I thought I'd write a short diary about blundering, in its verbal form. Any particular reason? No no, just like that, for no reason ... no hidden agenda, cough cough.




blunder. v. intr. to make a mistake through stupidity, ignorance, or carelessness




1) Identification

Blundering, in its verbal form, could be construed as an art, if at least for the delicate balancing nature of the material behind it. ie. contrarily to what the dictionary may say, I am in a position to reveal to you that verbal blundering requires a very careful mix of:

  • a (momentary?) lack of interest in something/someone
  • a propensity towards talking before thinking
  • a habit of being easily preoccupied or distracted in given contexts


When a man realises that he has just committed a verbal blunder, a possible reaction of his will be to cover his mouth and blush.
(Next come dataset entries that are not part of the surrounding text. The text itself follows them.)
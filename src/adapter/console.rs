//! Console transport: outbound messages as JSON lines on stdout.
//!
//! Sends only push onto an unbounded channel; a writer task owns stdout, so lanes never wait
//! on the terminal or on whatever reads our output.

use tokio::{
    io::{AsyncWriteExt, Stdout},
    sync::mpsc::{self, UnboundedReceiver, UnboundedSender},
    task::JoinHandle
};
use tracing::{Level, event};

use crate::{
    domain::{
        constant::console,
        event::{ChannelId, Outbound, UserId}
    },
    port::transport::Transport
};

pub struct ConsoleTransport {
    outbox: UnboundedSender<Outbound>
}

impl ConsoleTransport {
    /// Create the transport and spawn its stdout writer. The writer finishes once every
    /// clone of the transport is dropped and the queue is flushed.
    pub fn spawn() -> (Self, JoinHandle<()>) {
        let (outbox, inbox) = mpsc::unbounded_channel();
        let writer = tokio::spawn(write_lines(inbox, tokio::io::stdout()));
        (Self { outbox }, writer)
    }

    fn push(&self, message: Outbound) {
        if let Err(e) = self.outbox.send(message) {
            event!(Level::WARN, event = console::OUTBOX_CLOSED, dropped = ?e.0);
        }
    }
}

impl Transport for ConsoleTransport {
    fn send_to_channel(&self, channel_id: ChannelId, text: &str) {
        self.push(Outbound::to_channel(channel_id, text));
    }

    fn send_private_to_user(&self, user_id: UserId, text: &str) {
        self.push(Outbound::to_user(user_id, text));
    }
}

async fn write_lines(mut inbox: UnboundedReceiver<Outbound>, mut stdout: Stdout) {
    while let Some(message) = inbox.recv().await {
        let mut line = match serde_json::to_vec(&message) {
            Ok(line) => line,
            Err(e) => {
                event!(Level::ERROR, event = console::ENCODE_FAILED, error = %e);
                continue;
            }
        };
        line.push(b'\n');
        if let Err(e) = stdout.write_all(&line).await {
            event!(Level::ERROR, event = console::WRITE_FAILED, error = %e);
            return;
        }
        if let Err(e) = stdout.flush().await {
            event!(Level::ERROR, event = console::WRITE_FAILED, error = %e);
            return;
        }
    }
}
pub mod console;
pub mod memory;
//! String predicates and the footer-aware trim used when building a commit
//! message.

use crate::footer::{SEP_COLON_SPACE, SEP_SPACE_HASH};

/// Check if string contains a line break (`\n`, which also covers `\r\n`)
pub fn contains_newline(s: &str) -> bool {
   s.contains('\n')
}

/// Check if string contains any Unicode whitespace
pub fn contains_whitespace(s: &str) -> bool {
   s.chars().any(char::is_whitespace)
}

/// Trim a footer without destroying its separator.
///
/// A footer whose value is empty still carries meaning through its separator,
/// so `"Acked-by: "` keeps its trailing space and `" #1"` keeps its leading
/// one. After trimming, a leading `#` or trailing `:` is read as an intended
/// separator and the separator space is put back.
pub fn trim_footer(s: &str) -> String {
   let mut trimmed = s;
   if !trimmed.ends_with(SEP_COLON_SPACE) {
      trimmed = trimmed.trim_end();
   }
   if !trimmed.starts_with(SEP_SPACE_HASH) {
      trimmed = trimmed.trim_start();
   }

   let mut footer = String::with_capacity(trimmed.len() + 2);
   if trimmed.starts_with('#') {
      footer.push(' ');
   }
   footer.push_str(trimmed);
   if footer.ends_with(':') {
      footer.push(' ');
   }
   footer
}

#[cfg(test)]
mod tests {
   use proptest::prelude::*;

   use super::*;

   #[test]
   fn test_contains_newline() {
      assert!(contains_newline("line one\nline two"));
      assert!(contains_newline("windows\r\nline"));
      assert!(contains_newline("\n"));
      assert!(!contains_newline("single line"));
      assert!(!contains_newline(""));
   }

   #[test]
   fn test_contains_whitespace() {
      assert!(contains_whitespace("two words"));
      assert!(contains_whitespace("tab\there"));
      assert!(contains_whitespace("trailing\n"));
      assert!(contains_whitespace("ideographic\u{3000}space"));
      assert!(!contains_whitespace("feat"));
      assert!(!contains_whitespace("BREAKING-CHANGE"));
      assert!(!contains_whitespace(""));
   }

   #[test]
   fn test_trim_footer_keeps_colon_space() {
      assert_eq!(trim_footer("Acked-by: "), "Acked-by: ");
      assert_eq!(trim_footer("  Acked-by: "), "Acked-by: ");
   }

   #[test]
   fn test_trim_footer_keeps_space_hash() {
      assert_eq!(trim_footer("  #1 "), " #1");
      assert_eq!(trim_footer(" #1"), " #1");
      assert_eq!(trim_footer("#1"), " #1");
   }

   #[test]
   fn test_trim_footer_restores_colon_separator() {
      assert_eq!(trim_footer("Acked-by:"), "Acked-by: ");
      assert_eq!(trim_footer("Acked-by:   \n"), "Acked-by: ");
   }

   #[test]
   fn test_trim_footer_plain_values() {
      assert_eq!(trim_footer("  Reviewed-by: RT \n"), "Reviewed-by: RT");
      assert_eq!(trim_footer("fix #1\n\n"), "fix #1");
      assert_eq!(trim_footer("Refs: a\nb  "), "Refs: a\nb");
   }

   #[test]
   fn test_trim_footer_blank() {
      assert_eq!(trim_footer(""), "");
      assert_eq!(trim_footer(" \t\n "), "");
      assert_eq!(trim_footer(":"), ": ");
      assert_eq!(trim_footer("# "), " #");
   }

   proptest! {
      #[test]
      fn trim_footer_idempotent(s in "[ a#:\t\n\r-]{0,24}") {
         let once = trim_footer(&s);
         prop_assert_eq!(trim_footer(&once), once);
      }

      #[test]
      fn trim_footer_idempotent_any_text(s in "\\PC{0,40}") {
         let once = trim_footer(&s);
         prop_assert_eq!(trim_footer(&once), once);
      }
   }
}
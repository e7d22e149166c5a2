//! Conventional commit message builder library
//!
//! This library normalizes, validates and renders commit messages following
//! the Conventional Commits v1.0.0 format, and splits free-form footer text
//! into individual footers.
pub mod config;
pub mod error;
pub mod footer;
pub mod normalization;
pub mod style;
pub mod templates;
pub mod types;
pub mod validation;

// Re-export commonly used types
pub use config::CommitConfig;
pub use error::{GitwokError, Result, ValidationError};
pub use footer::{Footer, Separator, parse_footer, parse_footer_block};
pub use style::{Reporter, TerminalReporter};
pub use types::CommitMessage;
use std::{fmt, path::PathBuf};

use clap::{Args as ClapArgs, Parser, Subcommand};
use serde::Serialize;

use crate::{
   error::ValidationError,
   footer::{Footer, parse_footer},
   normalization::trim_footer,
   templates::format_commit_message,
   validation,
};

/// Conventional commit types suggested by the Conventional Commits spec,
/// with a one-line hint each. Order is the order they are listed in.
pub const PRESET_COMMIT_TYPES: &[(&str, &str)] = &[
   ("fix", "A bug fix"),
   ("feat", "A new feature"),
   ("build", "Changes to the build system or dependencies"),
   ("chore", "Maintenance that touches neither source nor tests"),
   ("ci", "Changes to CI configuration and scripts"),
   ("docs", "Documentation only changes"),
   ("perf", "A change that improves performance"),
   ("refactor", "A change that neither fixes a bug nor adds a feature"),
   ("style", "Formatting, whitespace, missing semicolons"),
   ("test", "Adding or correcting tests"),
];

// === Commit message ===

/// A conventional commit message, normalized on construction.
///
/// Build with [`CommitMessage::new`], then [`validate`](Self::validate) before
/// [`render`](Self::render). Rendering an invalid message produces text that
/// is not a conventional commit.
#[derive(Debug, Clone, Default, PartialEq, Eq, Serialize)]
pub struct CommitMessage {
   #[serde(rename = "type")]
   pub commit_type: String,
   pub scope:       String,
   pub breaking:    bool,
   pub description: String,
   pub body:        String,
   pub footers:     Vec<String>,
}

impl CommitMessage {
   /// Creates a message from raw input, trimming every part.
   ///
   /// Footers go through [`trim_footer`] so an empty footer value keeps its
   /// separator.
   pub fn new(
      commit_type: &str,
      scope: &str,
      breaking: bool,
      description: &str,
      body: &str,
      footers: impl IntoIterator<Item = impl AsRef<str>>,
   ) -> Self {
      Self {
         commit_type: commit_type.trim().to_string(),
         scope: scope.trim().to_string(),
         breaking,
         description: description.trim().to_string(),
         body: body.trim().to_string(),
         footers: footers
            .into_iter()
            .map(|footer| trim_footer(footer.as_ref()))
            .collect(),
      }
   }

   /// Check the message against the Conventional Commits grammar, stopping at
   /// the first violation
   pub fn validate(&self) -> Result<(), ValidationError> {
      validation::validate_commit_message(self)
   }

   /// Every independent violation, first one being what `validate` reports
   pub fn violations(&self) -> Vec<ValidationError> {
      validation::collect_violations(self)
   }

   /// Footers split into token, separator and value; `None` for malformed ones
   pub fn parsed_footers(&self) -> impl Iterator<Item = Option<Footer<'_>>> {
      self.footers.iter().map(|footer| parse_footer(footer))
   }

   /// Returns the header line without its newline
   pub fn header(&self) -> String {
      let mut header = self.commit_type.clone();
      if !self.scope.is_empty() {
         header.push('(');
         header.push_str(&self.scope);
         header.push(')');
      }
      if self.breaking {
         header.push('!');
      }
      header.push_str(": ");
      header.push_str(&self.description);
      header
   }

   /// Render as Conventional Commits v1.0.0 text
   pub fn render(&self) -> String {
      format_commit_message(self)
   }
}

impl fmt::Display for CommitMessage {
   fn fmt(&self, f: &mut fmt::Formatter<'_>) -> fmt::Result {
      f.write_str(&self.render())
   }
}

// === CLI Args ===

#[derive(Parser, Debug)]
#[command(
   name = "gitwok",
   author,
   version,
   about = "Build and validate Conventional Commits messages",
   long_about = None
)]
pub struct Args {
   /// Path to a TOML config file
   #[arg(long, global = true)]
   pub config: Option<PathBuf>,

   /// Show verbose diagnostics
   #[arg(long, global = true)]
   pub verbose: bool,

   #[command(subcommand)]
   pub command: Command,
}

#[derive(Subcommand, Debug)]
pub enum Command {
   /// Build, validate and print a conventional commit message
   Commit(CommitArgs),
   /// List the configured commit types
   Types,
   /// Print version information
   Version,
}

#[derive(ClapArgs, Debug, Default)]
pub struct CommitArgs {
   /// Commit type (required), e.g. fix or feat
   #[arg(long = "type", short = 't', default_value = "")]
   pub commit_type: String,

   /// Commit scope
   #[arg(long, short = 's', default_value = "")]
   pub scope: String,

   /// Mark the commit as containing breaking changes
   #[arg(long, short = 'k')]
   pub breaking: bool,

   /// Commit description (required, single line)
   #[arg(long, short = 'd', default_value = "")]
   pub description: String,

   /// Commit body
   #[arg(long, short = 'b', default_value = "")]
   pub body: String,

   /// A single footer, e.g. "Reviewed-by: Z" (repeatable)
   #[arg(long = "footer", short = 'f')]
   pub footers: Vec<String>,

   /// Multi-line block of footers, split at each footer token
   #[arg(long)]
   pub footer_text: Option<String>,

   /// Tera template used to render the message
   #[arg(long)]
   pub template: Option<PathBuf>,

   /// Print the structured message as JSON instead of the rendered text
   #[arg(long)]
   pub json: bool,

   /// Write the rendered message to this file (for `git commit -F`)
   #[arg(long, short = 'o')]
   pub output: Option<PathBuf>,
}
use std::path::{Path, PathBuf};

use indexmap::IndexMap;
use serde::Deserialize;

use crate::{
   error::{GitwokError, Result},
   types::PRESET_COMMIT_TYPES,
};

#[derive(Debug, Clone, Deserialize)]
#[serde(default)]
pub struct CommitConfig {
   /// Allowed commit types mapped to a short description, in display order
   pub types: IndexMap<String, String>,

   /// Allowed scopes (empty allows any scope)
   pub scopes: Vec<String>,

   /// Reject types/scopes missing from the lists above
   pub enforce_types: bool,

   /// Tera template used to render messages instead of the built-in format
   pub template: Option<PathBuf>,
}

/// Preset commit types as an ordered map
pub fn default_types() -> IndexMap<String, String> {
   PRESET_COMMIT_TYPES
      .iter()
      .map(|(name, description)| ((*name).to_string(), (*description).to_string()))
      .collect()
}

impl Default for CommitConfig {
   fn default() -> Self {
      Self { types: default_types(), scopes: vec![], enforce_types: false, template: None }
   }
}

impl CommitConfig {
   /// Load config from the given TOML file.
   ///
   /// A relative `template` path is resolved against the config file's
   /// directory.
   pub fn from_file(path: &Path) -> Result<Self> {
      let contents = std::fs::read_to_string(path).map_err(|e| GitwokError::ConfigError {
         path:   path.display().to_string(),
         reason: e.to_string(),
      })?;
      let mut config = Self::from_toml(&contents).map_err(|e| match e {
         GitwokError::ConfigError { reason, .. } => {
            GitwokError::ConfigError { path: path.display().to_string(), reason }
         },
         other => other,
      })?;

      if let Some(template) = &config.template
         && template.is_relative()
         && let Some(dir) = path.parent()
      {
         config.template = Some(dir.join(template));
      }

      Ok(config)
   }

   /// Parse config from TOML text
   pub fn from_toml(contents: &str) -> Result<Self> {
      toml::from_str(contents).map_err(|e| GitwokError::ConfigError {
         path:   "<inline>".to_string(),
         reason: e.to_string(),
      })
   }

   /// Load from `path` when given, otherwise use defaults
   pub fn load(path: Option<&Path>) -> Result<Self> {
      path.map_or_else(|| Ok(Self::default()), Self::from_file)
   }
}

#[cfg(test)]
mod tests {
   use std::io::Write;

   use super::*;

   #[test]
   fn test_default_config_uses_presets() {
      let config = CommitConfig::default();
      let names: Vec<&str> = config.types.keys().map(String::as_str).collect();
      assert_eq!(names, vec![
         "fix", "feat", "build", "chore", "ci", "docs", "perf", "refactor", "style", "test"
      ]);
      assert!(config.scopes.is_empty());
      assert!(!config.enforce_types);
      assert!(config.template.is_none());
   }

   #[test]
   fn test_from_toml_partial_keeps_defaults() {
      let config = CommitConfig::from_toml("enforce_types = true\nscopes = [\"core\"]").unwrap();
      assert!(config.enforce_types);
      assert_eq!(config.scopes, vec!["core"]);
      assert_eq!(config.types.len(), 10);
   }

   #[test]
   fn test_from_toml_custom_types_keep_order() {
      let config = CommitConfig::from_toml(
         "[types]\nwip = \"Work in progress\"\nfix = \"A bug fix\"\nrelease = \"Cut a release\"",
      )
      .unwrap();
      let names: Vec<&str> = config.types.keys().map(String::as_str).collect();
      assert_eq!(names, vec!["wip", "fix", "release"]);
      assert_eq!(config.types["wip"], "Work in progress");
   }

   #[test]
   fn test_from_toml_invalid() {
      let err = CommitConfig::from_toml("enforce_types = \"yes\"").unwrap_err();
      assert!(matches!(err, GitwokError::ConfigError { .. }));
   }

   #[test]
   fn test_from_file_resolves_relative_template() {
      let dir = tempfile::tempdir().unwrap();
      let path = dir.path().join("gitwok.toml");
      let mut file = std::fs::File::create(&path).unwrap();
      writeln!(file, "template = \"commit.tera\"").unwrap();

      let config = CommitConfig::from_file(&path).unwrap();
      assert_eq!(config.template, Some(dir.path().join("commit.tera")));
   }

   #[test]
   fn test_from_file_reports_path() {
      let dir = tempfile::tempdir().unwrap();
      let path = dir.path().join("broken.toml");
      std::fs::write(&path, "types = 3").unwrap();

      let err = CommitConfig::from_file(&path).unwrap_err();
      assert!(err.to_string().contains("broken.toml"));
   }

   #[test]
   fn test_load_missing_file_errors() {
      let dir = tempfile::tempdir().unwrap();
      assert!(CommitConfig::load(Some(&dir.path().join("absent.toml"))).is_err());
      assert!(CommitConfig::load(None).is_ok());
   }
}
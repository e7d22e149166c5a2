use std::process::ExitCode;

use clap::Parser;
use gitwok::{
   config::CommitConfig,
   error::Result,
   footer::parse_footer_block,
   style::{self, Reporter, TerminalReporter, icons},
   templates::render_template_file,
   types::{Args, Command, CommitArgs, CommitMessage},
   validation::check_allowed,
};

/// Build footers from CLI args: single footers first, then the parsed block
fn build_footers(args: &CommitArgs, reporter: &dyn Reporter) -> Vec<String> {
   let mut footers = args.footers.clone();
   if let Some(text) = &args.footer_text {
      footers.extend(parse_footer_block(text, reporter));
   }
   footers
}

fn build_message(args: &CommitArgs, reporter: &dyn Reporter) -> CommitMessage {
   CommitMessage::new(
      &args.commit_type,
      &args.scope,
      args.breaking,
      &args.description,
      &args.body,
      build_footers(args, reporter),
   )
}

/// Render with the template from the CLI or config, else the built-in format
fn render_message(msg: &CommitMessage, args: &CommitArgs, config: &CommitConfig) -> Result<String> {
   match args.template.as_deref().or(config.template.as_deref()) {
      Some(path) => render_template_file(msg, path),
      None => Ok(msg.render()),
   }
}

/// One line per footer naming its token and separator
fn describe_footers(msg: &CommitMessage) -> Vec<String> {
   msg.parsed_footers()
      .flatten()
      .map(|footer| {
         let kind = if footer.is_breaking_change() { "Breaking change" } else { "Footer" };
         format!("{kind} {:?} separated by \"{}\"", footer.token, footer.separator)
      })
      .collect()
}

fn run_commit(args: &CommitArgs, config: &CommitConfig, reporter: &dyn Reporter) -> Result<()> {
   let msg = build_message(args, reporter);

   // Malformed messages are reported before allow-list rejections
   if let Err(reason) = msg.validate() {
      for other in msg.violations().iter().skip(1) {
         reporter.verbose(&format!("Also invalid: {other}"));
      }
      return Err(reason.into());
   }
   check_allowed(&msg, config)?;

   for line in describe_footers(&msg) {
      reporter.verbose(&line);
   }

   if args.json {
      println!("{}", serde_json::to_string_pretty(&msg)?);
      return Ok(());
   }

   let rendered = render_message(&msg, args, config)?;
   reporter.verbose(&format!("Rendered commit message:\n{rendered}"));

   if let Some(path) = &args.output {
      std::fs::write(path, &rendered)?;
      eprintln!(
         "{} Wrote commit message to {} (use `git commit -F {}`)",
         style::success(icons::SUCCESS),
         path.display(),
         path.display()
      );
   } else {
      print!("{rendered}");
   }

   Ok(())
}

fn print_types(config: &CommitConfig) {
   let width = config.types.keys().map(String::len).max().unwrap_or(0);
   for (name, description) in &config.types {
      let padded = format!("{name:<width$}");
      println!("{}  {}", style::commit_type(&padded), style::dim(description));
   }
}

fn version_text(verbose: bool) -> String {
   let mut text = format!("gitwok v{}", env!("CARGO_PKG_VERSION"));
   if verbose {
      text.push('\n');
      text.push_str(env!("CARGO_PKG_DESCRIPTION"));
   }
   text
}

fn run(args: &Args, reporter: &TerminalReporter) -> Result<()> {
   let config = CommitConfig::load(args.config.as_deref())?;
   match &args.command {
      Command::Commit(commit_args) => run_commit(commit_args, &config, reporter),
      Command::Types => {
         print_types(&config);
         Ok(())
      },
      Command::Version => {
         println!("{}", version_text(args.verbose));
         Ok(())
      },
   }
}

fn main() -> ExitCode {
   let args = Args::parse();
   let reporter = TerminalReporter::new(args.verbose);

   match run(&args, &reporter) {
      Ok(()) => ExitCode::SUCCESS,
      Err(e) => {
         style::fail(&e.to_string());
         ExitCode::FAILURE
      },
   }
}
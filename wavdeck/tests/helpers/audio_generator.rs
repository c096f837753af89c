//! WAV fixture generation
//!
//! Fixtures are written with hound, independently of the crate's own WAV
//! writer, so playback tests also check the reader against a second
//! implementation.

use hound::{SampleFormat, WavSpec, WavWriter};
use std::f32::consts::PI;
use std::path::Path;

/// 16-bit stereo sine wave, `frames` frames long.
pub fn generate_sine_wav<P: AsRef<Path>>(
    path: P,
    sample_rate: u32,
    frames: u32,
    frequency_hz: f32,
) -> Result<(), hound::Error> {
    let spec = WavSpec {
        channels: 2,
        sample_rate,
        bits_per_sample: 16,
        sample_format: SampleFormat::Int,
    };
    let mut writer = WavWriter::create(path, spec)?;
    for n in 0..frames {
        let t = n as f32 / sample_rate as f32;
        let value = ((2.0 * PI * frequency_hz * t).sin() * 0.5 * i16::MAX as f32) as i16;
        writer.write_sample(value)?;
        writer.write_sample(value)?;
    }
    writer.finalize()
}

/// Silent WAV with an arbitrary spec.
pub fn generate_silent_wav<P: AsRef<Path>>(
    path: P,
    spec: WavSpec,
    frames: u32,
) -> Result<(), hound::Error> {
    let mut writer = WavWriter::create(path, spec)?;
    for _ in 0..frames * spec.channels as u32 {
        match spec.bits_per_sample {
            16 => writer.write_sample(0i16)?,
            _ => writer.write_sample(0i32)?,
        }
    }
    writer.finalize()
}

/// The `data` payload of a 16-bit file as little-endian bytes, read back
/// through hound.
pub fn wav_payload<P: AsRef<Path>>(path: P) -> Vec<u8> {
    let mut reader = hound::WavReader::open(path).unwrap();
    assert_eq!(reader.spec().bits_per_sample, 16);
    reader
        .samples::<i16>()
        .map(|s| s.unwrap())
        .flat_map(|s| s.to_le_bytes())
        .collect()
}
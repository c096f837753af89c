//! Config file resolution and graceful degradation
//!
//! Tests that touch `WAVDECK_CONFIG` are marked `#[serial]` so they do not
//! race on the process environment.

use serial_test::serial;
use std::env;
use std::fs;
use std::path::PathBuf;
use tempfile::TempDir;
use wavdeck_common::config::{
    load_config, resolve_config_path, ConfigSource, ExitPolicy, TomlConfig, CONFIG_ENV_VAR,
};
use wavdeck_common::Error;

#[test]
#[serial]
fn test_cli_path_beats_environment() {
    env::set_var(CONFIG_ENV_VAR, "/tmp/wavdeck-from-env.toml");
    let cli = PathBuf::from("/tmp/wavdeck-from-cli.toml");

    let resolved = resolve_config_path(Some(&cli));
    assert_eq!(resolved, Some(cli));

    env::remove_var(CONFIG_ENV_VAR);
}

#[test]
#[serial]
fn test_environment_path_used_without_cli() {
    env::set_var(CONFIG_ENV_VAR, "/tmp/wavdeck-from-env.toml");

    let resolved = resolve_config_path(None);
    assert_eq!(resolved, Some(PathBuf::from("/tmp/wavdeck-from-env.toml")));

    env::remove_var(CONFIG_ENV_VAR);
}

#[test]
#[serial]
fn test_missing_file_falls_back_to_defaults() {
    env::remove_var(CONFIG_ENV_VAR);
    let dir = TempDir::new().unwrap();
    let missing = dir.path().join("nope.toml");

    let loaded = load_config(Some(&missing)).unwrap();
    assert_eq!(loaded.source, ConfigSource::Missing(missing));
    assert_eq!(loaded.config.session.record_seconds, 5.0);
    assert_eq!(loaded.config.session.exit_policy, ExitPolicy::Strict);
}

#[test]
#[serial]
fn test_loads_file_from_environment() {
    let dir = TempDir::new().unwrap();
    let path = dir.path().join("config.toml");
    fs::write(
        &path,
        "[session]\nrecord_seconds = 1.5\nexit_policy = \"lenient\"\n",
    )
    .unwrap();
    env::set_var(CONFIG_ENV_VAR, &path);

    let loaded = load_config(None).unwrap();
    assert_eq!(loaded.source, ConfigSource::File(path.clone()));
    assert_eq!(loaded.config.session.record_seconds, 1.5);
    assert_eq!(loaded.config.session.exit_policy, ExitPolicy::Lenient);

    env::remove_var(CONFIG_ENV_VAR);
}

#[test]
#[serial]
fn test_unparsable_file_is_an_error() {
    env::remove_var(CONFIG_ENV_VAR);
    let dir = TempDir::new().unwrap();
    let path = dir.path().join("broken.toml");
    fs::write(&path, "[session\nrecord_seconds = ").unwrap();

    let result = load_config(Some(&path));
    assert!(matches!(result, Err(Error::Config(_))));
}

#[test]
fn test_from_file_reports_path() {
    let dir = TempDir::new().unwrap();
    let path = dir.path().join("bad_values.toml");
    fs::write(&path, "[capture]\nchunk_frames = 0\n").unwrap();

    match TomlConfig::from_file(&path) {
        Err(Error::Config(msg)) => assert!(msg.contains("bad_values.toml"), "{}", msg),
        other => panic!("expected Config error, got {:?}", other),
    }
}

#[test]
#[serial]
fn test_resolution_outcome_is_deferred_until_logging_starts() {
    use std::io::Write;
    use std::sync::{Arc, Mutex};

    #[derive(Clone, Default)]
    struct Captured(Arc<Mutex<Vec<u8>>>);

    impl Write for Captured {
        fn write(&mut self, buf: &[u8]) -> std::io::Result<usize> {
            self.0.lock().unwrap().extend_from_slice(buf);
            Ok(buf.len())
        }

        fn flush(&mut self) -> std::io::Result<()> {
            Ok(())
        }
    }

    env::remove_var(CONFIG_ENV_VAR);
    let dir = TempDir::new().unwrap();
    let missing = dir.path().join("nope.toml");

    let loaded = load_config(Some(&missing)).unwrap();

    let captured = Captured::default();
    let writer = captured.clone();
    let subscriber = tracing_subscriber::fmt()
        .with_ansi(false)
        .with_writer(move || writer.clone())
        .finish();
    tracing::subscriber::with_default(subscriber, || loaded.source.log());

    let output = String::from_utf8(captured.0.lock().unwrap().clone()).unwrap();
    assert!(output.contains("WARN"), "{}", output);
    assert!(output.contains("nope.toml not found"), "{}", output);
}
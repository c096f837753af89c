//! Audio device access and decoding
//!
//! - [`device`]: stream traits and the closing guard
//! - [`host`], [`input`], [`output`]: the cpal implementation
//! - [`decoder`]: compressed-file decoding via symphonia
//! - [`resample`]: rate and channel conversion for decoded audio

pub mod decoder;
pub mod device;
pub mod host;
pub mod input;
pub mod output;
pub mod resample;
pub mod samples;

pub use decoder::DecoderEngine;
pub use device::{AudioDevice, AudioStream, InputStream, OutputStream, StreamGuard};
pub use host::{CpalDevice, DeviceList};
pub use resample::FormatConverter;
Though in some populations the reaction will be a slap on the forehead with the palm of the hand.



2) Classification

Verbal blundering could be categorised in the following main groups:

- Major verbal blunders

Verbal blunders whose consequences can range from anger to extreme sadness (in the victim of the blunder), and which will make the perpetrator wish s/he was suddenly transported under a rock, miles away. A typical example would be blundering about someone's death.


- Annoying verbal blunders

A verbal blunder which will make the perpretrator feel some degree of guilt, and which will annoy the victim. A typical example would be blundering about someone's sexual orientation.


- Jolly good verbal blunders

This type of verbal blunder is inconsequential, and will at worst provoke a bit of schadenfreude from the victim. A general reaction will instead be one of joyful embarassment for the blunderer, finding himself suddenly surrounded with general laughter. A typical example would be blundering about someone's makeup.



3) Disambiguation

Not everything stupid that comes out of your mouth should be considered as a verbal blunder. For instance I would say that the following phenomenons are not verbal blunders:




    • freudian slips ("I suck at everything I touch")
    • intentional ironic mismatches, or basically anything with "intentional" prepended to it ("heh, you look like you slept under a bridge", if perpretator knows that this is not the case). politicians for instance are known to practice carefully crafted blunders, meant to destabilise the victim, and at no embarassement cost for the perpetrator.
    • hard knowldege failures ("I'm sorry, I didn't know that Muslims don't eat pork")

  • Poll
    Do you often blunder?
    . They call me Dr. Blunder 18%
    . Chronically 63%
    . Only when I'm careless 18%
    . Extremely rarely or never 0%

    Votes: 11
    Results | Other Polls
    Display:
    I didn't want to write this diary, but the words just came out uncontrollably.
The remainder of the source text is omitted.